Advantages of the system

A fundamental question in virtual reality therapy is whether gains from the virtual environment transfer to activities of daily living (15). Most virtual reality studies assess improvements using clinical measures of functional ability or range-of- motion, such as the WMFT and FMA, both of which significantly improved with Wii-based movement therapy (p = 0.006 and p = 0.013, respectively) in a manner and magnitude similar to other trials (15, 26, 30). The MAL-QOM was used as a measure of the transfer of rehabilitation gains to real-world activities of daily living (24). MAL-QOM scores increased by 38% (p = 0.008) and patients reported use of the more-affected hand and arm in more activities than they previously thought possible. This represents a reversal of the phenomenon known as “learned non-use” (23) whereby patients find tasks quicker, less frustrating and more successful using the less-affected hand and arm.

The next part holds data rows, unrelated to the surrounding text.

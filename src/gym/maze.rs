use crate::env::Mdp;

#[derive(Clone, Copy, PartialEq, Eq, Hash, Debug)]
pub enum MazeAction {
    Right,
    Left,
    Up,
    Down,
}

/// A 5×5 grid world with wall cells and a single rewarding exit
///
/// States are `(x, y)` coordinates with `y` growing downward. Moves into
/// walls are never offered by [`actions`](Mdp::actions); if forced through
/// [`step`](Mdp::step) anyway, the transition carries a reward of
/// `-infinity`. Reaching the goal cell pays 100 and ends the episode.
pub struct Maze {
    size: i64,
    walls: Vec<(i64, i64)>,
    goal: (i64, i64),
}

impl Maze {
    pub fn new() -> Self {
        Self {
            size: 5,
            walls: vec![(3, 0), (3, 1), (0, 2), (1, 2), (2, 4), (3, 4), (4, 4)],
            goal: (4, 2),
        }
    }

    pub fn start_state(&self) -> (i64, i64) {
        (0, 0)
    }

    pub fn is_wall(&self, state: (i64, i64)) -> bool {
        self.walls.contains(&state)
    }

    fn in_bounds(&self, (x, y): (i64, i64)) -> bool {
        x >= 0 && x < self.size && y >= 0 && y < self.size
    }
}

impl Default for Maze {
    fn default() -> Self {
        Self::new()
    }
}

impl Mdp for Maze {
    type State = (i64, i64);
    type Action = MazeAction;

    fn gamma(&self) -> f64 {
        0.9
    }

    fn states(&self) -> Vec<(i64, i64)> {
        let mut states = Vec::with_capacity((self.size * self.size) as usize);
        for x in 0..self.size {
            for y in 0..self.size {
                states.push((x, y));
            }
        }
        states
    }

    fn actions(&self, (x, y): (i64, i64)) -> Vec<(f64, MazeAction)> {
        let mut actions = Vec::with_capacity(4);
        if x + 1 < self.size && !self.is_wall((x + 1, y)) {
            actions.push(MazeAction::Right);
        }
        if x - 1 >= 0 && !self.is_wall((x - 1, y)) {
            actions.push(MazeAction::Left);
        }
        if y - 1 >= 0 && !self.is_wall((x, y - 1)) {
            actions.push(MazeAction::Up);
        }
        if y + 1 < self.size && !self.is_wall((x, y + 1)) {
            actions.push(MazeAction::Down);
        }
        if actions.is_empty() {
            // no cell in this layout is fully walled in, but an empty list
            // must not produce an infinite probability
            return Vec::new();
        }
        let p = 1.0 / actions.len() as f64;
        actions.into_iter().map(|a| (p, a)).collect()
    }

    fn step(&self, (x, y): (i64, i64), action: MazeAction) -> ((i64, i64), f64) {
        let target = match action {
            MazeAction::Right => (x + 1, y),
            MazeAction::Left => (x - 1, y),
            MazeAction::Up => (x, y - 1),
            MazeAction::Down => (x, y + 1),
        };
        let next = if self.in_bounds(target) { target } else { (x, y) };
        let reward = if self.is_wall(next) {
            f64::NEG_INFINITY
        } else if next == self.goal {
            100.0
        } else {
            0.0
        };
        (next, reward)
    }

    fn is_terminal(&self, state: (i64, i64)) -> bool {
        state == self.goal
    }
}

Feedback is fundamental to motor skill learning and performance efficiency (31). Higher motivation is associated with better rehabilitation outcomes (32), which may in turn minimize problems with compliance (6). Patients in this study unlike previously (15), found the Wii games reassuringly familiar. Such familiarity facilitated interest and motor learning, promoting motivation through the in-built commentary, prizes, visual and verbal cues. The nature of Wii Sports tapped into patients’ innate competitive nature, further facilitating compliance and motivation even for those who denied being competitive. Daily feedback of game-by-game progress was used to redefine therapy goals and appears to have promoted exercise adherence, although this was not measured directly. The range of different skills and task-based techniques learnt each day meant that the “hard work” of therapy was no longer perceived as a chore. This is evident in the satisfaction score for the present study and previous virtual-reality therapy trials (Fig. 3) (11, 12, 15, 33, 34). Three subjects initially suggested satisfaction scores > 10, but were restricted to the range of the visual analogue scale.

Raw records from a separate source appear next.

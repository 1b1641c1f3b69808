use thiserror::Error;

/// Errors surfaced by solvers and exploration policies
#[derive(Debug, Clone, PartialEq, Error)]
pub enum SolverError {
    /// The sampled draw matched no probability bin during epsilon-greedy
    /// selection. The bins partition the explore region exactly, so this
    /// signals a programming error in the partition, not a recoverable
    /// condition.
    #[error("no action matched the sampled draw across {actions} probability bins")]
    ActionSelection { actions: usize },

    /// A non-terminal state offered no legal actions, violating the
    /// [`Mdp`](crate::env::Mdp) contract.
    #[error("state has no legal actions")]
    NoLegalActions,

    /// A fixed-point loop exhausted its sweep budget before the residual
    /// dropped below tolerance.
    #[error("did not converge within {sweeps} sweeps (residual {residual})")]
    NotConverged { sweeps: u32, residual: f64 },

    /// Policy iteration exhausted its improvement budget with the policy
    /// still changing between sweeps.
    #[error("policy still changed at {changed} states after {iterations} improvement iterations")]
    PolicyUnstable { iterations: u32, changed: usize },

    /// Invalid decay parameterization
    #[error("`vi - vf` must have the same sign as `rate`")]
    InvalidDecay,
}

This study extended the use of Wii-based movement therapy into the chronic period post-stroke. Use of the more-affected upper extremity was increased both in therapy and in the real world for both subacute and chronic patients. Further improvements were seen at follow-up, albeit in only 3 subjects, suggesting that there may be a sustained therapeutic benefit following Wii-based movement therapy. The system is inexpensive, easy to use and appears to be effective. All patients were able to use the system at home, without the constant supervision of a therapist and bought their own system after completing the therapy, and report continued improvements in motor function. Further research is needed to identify the optimal design, intensity and duration of Wii-based movement therapy and to assess its efficacy in contrast to conventional strategies. The use of Wii-based movement therapy in telerehabilitation is yet to be explored, but the simplicity and affordability of the system emphasizes the potential to provide therapy access via broadband internet connections for patients isolated in rural centres.


This work was supported by the NSW Office of Science and Medical Research (Spinal Injury and other Neurological Diseases Research Program).